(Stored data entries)

---+---

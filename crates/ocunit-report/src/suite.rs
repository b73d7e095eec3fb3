// Copyright (c) 2026 - present Nicholas D. Crosbie
// SPDX-License-Identifier: MIT

//! Per-suite working state
//!
//! A [`SuiteState`] is created when a suite starts and collects everything
//! the report needs: which tests ran and for how long, which of them raised
//! errors, and the pass/fail counters.
//!
//! Parameterized tests run the same method several times within one suite.
//! Each start of a method bumps its occurrence count, and the report name is
//! the bare method name for the first run and `method[N]` for the Nth.

use std::collections::HashMap;

use indexmap::IndexMap;

use crate::junit::{SuiteReport, TestCaseReport};
use crate::timestamp::Timestamp;

/// An error raised by a test, possibly spanning several log lines
#[derive(Debug, Clone, PartialEq, Eq)]
pub struct TestError {
    /// Error message, including any continuation lines
    pub message: String,
    /// Source location the error was reported at
    pub location: String,
}

/// Report name for the `count`th occurrence of `method`
///
/// Only a count of exactly one yields the bare name. A method that was never
/// started in this suite has a count of zero and resolves to `method[0]`.
#[must_use]
pub fn display_name(method: &str, count: u32) -> String {
    if count == 1 {
        method.to_string()
    } else {
        format!("{method}[{count}]")
    }
}

/// Accumulated state of the suite currently being run
#[derive(Debug, Clone)]
pub struct SuiteState {
    started_at: Timestamp,
    occurrences: HashMap<String, u32>,
    results: IndexMap<String, f64>,
    errors: HashMap<String, TestError>,
    passed: usize,
    failed: usize,
    ended: bool,
    failing_test: Option<String>,
}

impl SuiteState {
    /// Create a fresh state for a suite that started at `started_at`
    #[must_use]
    pub fn new(started_at: Timestamp) -> Self {
        Self {
            started_at,
            occurrences: HashMap::new(),
            results: IndexMap::new(),
            errors: HashMap::new(),
            passed: 0,
            failed: 0,
            ended: false,
            failing_test: None,
        }
    }

    /// Record the start of `method` and return its report name
    pub fn start_test(&mut self, method: &str) -> String {
        let count = self.occurrences.entry(method.to_string()).or_insert(0);
        *count += 1;
        display_name(method, *count)
    }

    /// Report name of the most recent occurrence of `method`
    #[must_use]
    pub fn resolve(&self, method: &str) -> String {
        display_name(method, self.occurrences.get(method).copied().unwrap_or(0))
    }

    /// Record a passing run of `method`
    pub fn record_pass(&mut self, method: &str, duration: f64) -> String {
        let name = self.resolve(method);
        self.results.insert(name.clone(), duration);
        self.passed += 1;
        self.failing_test = None;
        name
    }

    /// Record a failing run of `method`
    pub fn record_failure(&mut self, method: &str, duration: f64) -> String {
        let name = self.resolve(method);
        self.results.insert(name.clone(), duration);
        self.failed += 1;
        self.failing_test = None;
        name
    }

    /// Record an error raised by `method`
    ///
    /// The test becomes the target of subsequent continuation lines until
    /// its pass/fail line is seen.
    pub fn record_error(&mut self, method: &str, message: String, location: String) -> String {
        let name = self.resolve(method);
        self.errors
            .insert(name.clone(), TestError { message, location });
        self.failing_test = Some(name.clone());
        name
    }

    /// Append an unrecognised line to the message of the failing test
    ///
    /// Returns the test's report name, or `None` if no error is pending.
    pub fn append_continuation(&mut self, text: &str) -> Option<&str> {
        let name = self.failing_test.as_deref()?;
        let error = self.errors.get_mut(name)?;
        error.message.push_str(text);
        Some(name)
    }

    /// Report name of the test whose error is collecting continuation lines
    #[must_use]
    pub fn failing_test(&self) -> Option<&str> {
        self.failing_test.as_deref()
    }

    /// Number of passed tests
    #[must_use]
    pub fn passed(&self) -> usize {
        self.passed
    }

    /// Number of failed tests
    #[must_use]
    pub fn failed(&self) -> usize {
        self.failed
    }

    /// Whether the suite's report has already been produced
    #[must_use]
    pub fn has_ended(&self) -> bool {
        self.ended
    }

    /// Error recorded for a report name, if any
    #[must_use]
    pub fn error(&self, name: &str) -> Option<&TestError> {
        self.errors.get(name)
    }

    /// Duration recorded for a report name, if the test finished
    #[must_use]
    pub fn result(&self, name: &str) -> Option<f64> {
        self.results.get(name).copied()
    }

    /// Close the suite and build its report
    ///
    /// Returns `None` if the suite was already closed. Errors recorded for
    /// tests that never passed or failed are not reported.
    pub fn finish(
        &mut self,
        name: &str,
        finished_at: &Timestamp,
        hostname: &str,
    ) -> Option<SuiteReport> {
        if self.ended {
            return None;
        }
        self.ended = true;

        let cases = self
            .results
            .iter()
            .map(|(case_name, &time)| TestCaseReport {
                name: case_name.clone(),
                time,
                failure: self.errors.get(case_name).cloned(),
            })
            .collect();

        Some(SuiteReport {
            name: name.to_string(),
            hostname: hostname.to_string(),
            failures: self.failed,
            tests: self.passed + self.failed,
            time: finished_at.seconds_since(&self.started_at),
            timestamp: finished_at.as_str().to_string(),
            cases,
        })
    }
}

#[cfg(test)]
mod tests {
    use super::*;

    fn state() -> SuiteState {
        SuiteState::new(Timestamp::parse("2012-03-21 10:25:54 +0000").expect("timestamp"))
    }

    #[test]
    fn test_display_name() {
        assert_eq!(display_name("testFoo", 1), "testFoo");
        assert_eq!(display_name("testFoo", 2), "testFoo[2]");
        assert_eq!(display_name("testFoo", 10), "testFoo[10]");
    }

    #[test]
    fn test_display_name_for_unstarted_method() {
        // Never-started methods have a zero count and are not the first run
        assert_eq!(display_name("testFoo", 0), "testFoo[0]");
        assert_eq!(state().resolve("testFoo"), "testFoo[0]");
    }

    #[test]
    fn test_start_test_numbers_occurrences() {
        let mut suite = state();
        assert_eq!(suite.start_test("testX"), "testX");
        assert_eq!(suite.start_test("testY"), "testY");
        assert_eq!(suite.start_test("testX"), "testX[2]");
        assert_eq!(suite.start_test("testX"), "testX[3]");
        assert_eq!(suite.resolve("testX"), "testX[3]");
        assert_eq!(suite.resolve("testY"), "testY");
    }

    #[test]
    fn test_pass_and_fail_use_latest_occurrence() {
        let mut suite = state();
        suite.start_test("testX");
        assert_eq!(suite.record_pass("testX", 0.1), "testX");
        suite.start_test("testX");
        assert_eq!(suite.record_failure("testX", 0.2), "testX[2]");

        assert_eq!(suite.passed(), 1);
        assert_eq!(suite.failed(), 1);
        assert_eq!(suite.result("testX"), Some(0.1));
        assert_eq!(suite.result("testX[2]"), Some(0.2));
    }

    #[test]
    fn test_continuation_lines_extend_message() {
        let mut suite = state();
        suite.start_test("testY");
        suite.record_error("testY", "boom".to_string(), "Foo.m:1".to_string());
        assert_eq!(suite.failing_test(), Some("testY"));

        assert_eq!(suite.append_continuation(" more"), Some("testY"));
        assert_eq!(suite.append_continuation(" detail"), Some("testY"));

        let error = suite.error("testY").expect("error recorded");
        assert_eq!(error.message, "boom more detail");
        assert_eq!(error.location, "Foo.m:1");
    }

    #[test]
    fn test_failure_clears_failing_test() {
        let mut suite = state();
        suite.start_test("testY");
        suite.record_error("testY", "boom".to_string(), "Foo.m:1".to_string());
        suite.record_failure("testY", 0.01);

        assert_eq!(suite.failing_test(), None);
        assert_eq!(suite.append_continuation("ignored"), None);
        assert_eq!(suite.error("testY").map(|e| e.message.as_str()), Some("boom"));
    }

    #[test]
    fn test_pass_clears_failing_test() {
        let mut suite = state();
        suite.start_test("testY");
        suite.record_error("testY", "boom".to_string(), "Foo.m:1".to_string());
        suite.record_pass("testY", 0.01);

        assert_eq!(suite.failing_test(), None);
        assert_eq!(suite.append_continuation("trace"), None);
        assert_eq!(suite.error("testY").map(|e| e.message.as_str()), Some("boom"));
    }

    #[test]
    fn test_second_error_replaces_first() {
        let mut suite = state();
        suite.start_test("testY");
        suite.record_error("testY", "first".to_string(), "Foo.m:1".to_string());
        suite.append_continuation(" detail");
        suite.record_error("testY", "second".to_string(), "Foo.m:7".to_string());

        let error = suite.error("testY").expect("error recorded");
        assert_eq!(error.message, "second");
        assert_eq!(error.location, "Foo.m:7");
        assert_eq!(suite.failing_test(), Some("testY"));
    }

    #[test]
    fn test_continuation_without_error_is_dropped() {
        let mut suite = state();
        assert_eq!(suite.append_continuation("noise"), None);
    }

    #[test]
    fn test_finish_builds_report_once() {
        let mut suite = state();
        suite.start_test("testA");
        suite.record_pass("testA", 0.2);
        let end = Timestamp::parse("2012-03-21 10:25:56 +0000").expect("timestamp");

        let report = suite
            .finish("MathTests", &end, "build-host")
            .expect("first finish produces a report");
        assert_eq!(report.name, "MathTests");
        assert_eq!(report.hostname, "build-host");
        assert_eq!(report.tests, 1);
        assert_eq!(report.failures, 0);
        assert_eq!(report.time, 2.0);
        assert_eq!(report.timestamp, "2012-03-21 10:25:56 +0000");
        assert_eq!(report.cases.len(), 1);
        assert!(suite.has_ended());

        assert!(suite.finish("MathTests", &end, "build-host").is_none());
    }

    #[test]
    fn test_finish_drops_errors_without_result() {
        let mut suite = state();
        suite.start_test("testOrphan");
        suite.record_error("testOrphan", "lost".to_string(), "Foo.m:9".to_string());
        let end = Timestamp::parse("2012-03-21 10:25:54 +0000").expect("timestamp");

        let report = suite.finish("MathTests", &end, "host").expect("report");
        assert!(report.cases.is_empty());
        assert_eq!(report.tests, 0);
    }
}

---+---

• _TASK PROMPT_
Pull every line containing "hostname" out of the records.

• _ANSWER_
        hostname: &str,
            hostname: hostname.to_string(),
        assert_eq!(report.hostname, "build-host");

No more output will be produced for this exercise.